Certain to provoke controversy and difficult to see as a book for children, who could easily miss the painful point.

After Hitler appoints Bruno’s father commandant of Auschwitz, Bruno (nine) is unhappy with his new surroundings compared to the luxury of his home in Berlin.

The literal-minded Bruno, with amazingly little political and social awareness, never gains comprehension of the prisoners (all in “striped pajamas”) or the malignant nature of the death camp. He overcomes loneliness and isolation only when he discovers another boy, Shmuel, on the other side of the camp’s fence. For months, the two meet, becoming secret best friends even though they can never play together.
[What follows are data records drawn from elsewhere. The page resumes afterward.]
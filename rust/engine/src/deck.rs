use rand::seq::SliceRandom;
use rand::SeedableRng;
use rand_chacha::ChaCha20Rng;

use crate::cards::{full_deck, Card};
use crate::errors::GameError;

/// A shuffled pool of the 52 unique cards for one hand.
///
/// Cards are dealt without replacement; no card is handed out twice before
/// the next [`refill`](Deck::refill). The RNG is ChaCha20 so a seeded deck
/// replays the exact same shuffles.
#[derive(Debug)]
pub struct Deck {
    cards: Vec<Card>,
    position: usize,
    rng: ChaCha20Rng,
}

impl Deck {
    pub fn new() -> Self {
        Self::new_with_seed(rand::random())
    }

    pub fn new_with_seed(seed: u64) -> Self {
        let rng = ChaCha20Rng::seed_from_u64(seed);
        // Keep initial order until refill is called explicitly
        Self {
            cards: full_deck(),
            position: 0,
            rng,
        }
    }

    /// Restocks to the full 52-card set and shuffles it.
    pub fn refill(&mut self) {
        self.cards = full_deck();
        self.cards.shuffle(&mut self.rng);
        self.position = 0;
    }

    /// Removes and returns `n` distinct cards from the remaining pool.
    pub fn draw(&mut self, n: usize) -> Result<Vec<Card>, GameError> {
        let remaining = self.remaining();
        if n > remaining {
            return Err(GameError::DeckExhausted {
                requested: n,
                remaining,
            });
        }
        let drawn = self.cards[self.position..self.position + n].to_vec();
        self.position += n;
        Ok(drawn)
    }

    pub fn remaining(&self) -> usize {
        self.cards.len().saturating_sub(self.position)
    }
}

impl Default for Deck {
    fn default() -> Self {
        Self::new()
    }
}
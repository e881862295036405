use thiserror::Error;

/// A betting-action precondition that did not hold.
///
/// Wrapped by [`GameError::InvalidAction`]; carries enough detail for the
/// caller to tell the player exactly why the action was rejected.
#[derive(Debug, Error, Clone, Copy, PartialEq, Eq)]
pub enum ActionError {
    #[error("cannot check while facing a bet of {current_bet}")]
    CheckFacingBet { current_bet: u32 },
    #[error("nothing to call: your bet already matches {current_bet}")]
    NothingToCall { current_bet: u32 },
    #[error("bet of {amount} is below the minimum of {minimum}")]
    BetBelowMinimum { amount: u32, minimum: u32 },
}

/// Errors produced by the table engine.
///
/// Every variant is recoverable: a rejected call leaves the game state
/// untouched and the same player to act.
#[derive(Debug, Error, Clone, PartialEq, Eq)]
pub enum GameError {
    #[error("invalid action: {0}")]
    InvalidAction(#[from] ActionError),
    #[error("player {actual} acted out of turn (waiting on {expected:?})")]
    OutOfTurn {
        expected: Option<usize>,
        actual: usize,
    },
    #[error("deck exhausted: requested {requested} cards with {remaining} remaining")]
    DeckExhausted { requested: usize, remaining: usize },
    #[error("{operation} not allowed: {detail}")]
    LifecycleViolation {
        operation: &'static str,
        detail: &'static str,
    },
    #[error("a table seats 2 to 10 players, got {0}")]
    TableSize(usize),
    #[error("no player with id {0} at this table")]
    UnknownPlayer(usize),
}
Although Bruno’s family corrects him, he childishly calls the camp “Out-With” and the Fuhrer “Fury.” As a literary device, it could be said to be credibly rooted in Bruno’s consistent, guileless characterization, though it’s difficult to believe in reality. The tragic story’s point of view is unique: the corrosive effect of brutality on Nazi family life as seen through the eyes of a naïf. Some will believe that the fable form, in which the illogical may serve the objective of moral instruction, succeeds in Boyne’s narrative; others will believe it was the wrong choice.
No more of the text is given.